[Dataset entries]
- - -
//! Sink that appends rows to a local CSV spreadsheet file.

use crate::render::{row_cells, ROW_HEADER};
use crate::{RecordSink, SinkError};
use async_trait::async_trait;
use chrono::Utc;
use log::{debug, info};
use parking_lot::Mutex;
use rollcall_rs_protocol::IntakeRecord;
use std::fs::OpenOptions;
use std::path::{Path, PathBuf};

/// Appends one CSV row per record, writing a header row when it creates
/// the file.
pub struct CsvSink {
    path: PathBuf,
    /// Serialize write access so rows never interleave.
    write_lock: Mutex<()>,
}

impl CsvSink {
    /// Create a CSV sink writing to the given path.
    pub fn new(path: impl AsRef<Path>) -> Result<Self, SinkError> {
        let path = path.as_ref().to_path_buf();
        if let Some(parent) = path.parent()
            && !parent.as_os_str().is_empty()
        {
            std::fs::create_dir_all(parent)?;
        }
        info!("initialized csv sink (path={})", path.display());
        Ok(Self {
            path,
            write_lock: Mutex::new(()),
        })
    }
}

#[async_trait]
impl RecordSink for CsvSink {
    async fn persist(&self, record: &IntakeRecord) -> Result<(), SinkError> {
        let _guard = self.write_lock.lock();
        let new_file = !self.path.exists();
        let file = OpenOptions::new()
            .create(true)
            .append(true)
            .open(&self.path)?;
        let mut writer = csv::WriterBuilder::new()
            .has_headers(false)
            .from_writer(file);
        if new_file {
            writer.write_record(ROW_HEADER)?;
        }
        writer.write_record(row_cells(record, Utc::now()))?;
        writer.flush()?;
        debug!(
            "appended csv row (path={}, user_id={}, new_file={})",
            self.path.display(),
            record.user_id,
            new_file
        );
        Ok(())
    }

    fn kind(&self) -> &'static str {
        "csv"
    }
}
- - -
WHAT THE TASK REQUIRES ::
Restate the data above in full, keeping every word as it is.

RESPONSE AREA ::
//! Sink that appends rows to a local CSV spreadsheet file.

use crate::render::{row_cells, ROW_HEADER};
use crate::{RecordSink, SinkError};
use async_trait::async_trait;
use chrono::Utc;
use log::{debug, info};
use parking_lot::Mutex;
use rollcall_rs_protocol::IntakeRecord;
use std::fs::OpenOptions;
use std::path::{Path, PathBuf};

/// Appends one CSV row per record, writing a header row when it creates
/// the file.
pub struct CsvSink {
    path: PathBuf,
    /// Serialize write access so rows never interleave.
    write_lock: Mutex<()>,
}

impl CsvSink {
    /// Create a CSV sink writing to the given path.
    pub fn new(path: impl AsRef<Path>) -> Result<Self, SinkError> {
        let path = path.as_ref().to_path_buf();
        if let Some(parent) = path.parent()
            && !parent.as_os_str().is_empty()
        {
            std::fs::create_dir_all(parent)?;
        }
        info!("initialized csv sink (path={})", path.display());
        Ok(Self {
            path,
            write_lock: Mutex::new(()),
        })
    }
}

#[async_trait]
impl RecordSink for CsvSink {
    async fn persist(&self, record: &IntakeRecord) -> Result<(), SinkError> {
        let _guard = self.write_lock.lock();
        let new_file = !self.path.exists();
        let file = OpenOptions::new()
            .create(true)
            .append(true)
            .open(&self.path)?;
        let mut writer = csv::WriterBuilder::new()
            .has_headers(false)
            .from_writer(file);
        if new_file {
            writer.write_record(ROW_HEADER)?;
        }
        writer.write_record(row_cells(record, Utc::now()))?;
        writer.flush()?;
        debug!(
            "appended csv row (path={}, user_id={}, new_file={})",
            self.path.display(),
            record.user_id,
            new_file
        );
        Ok(())
    }

    fn kind(&self) -> &'static str {
        "csv"
    }
}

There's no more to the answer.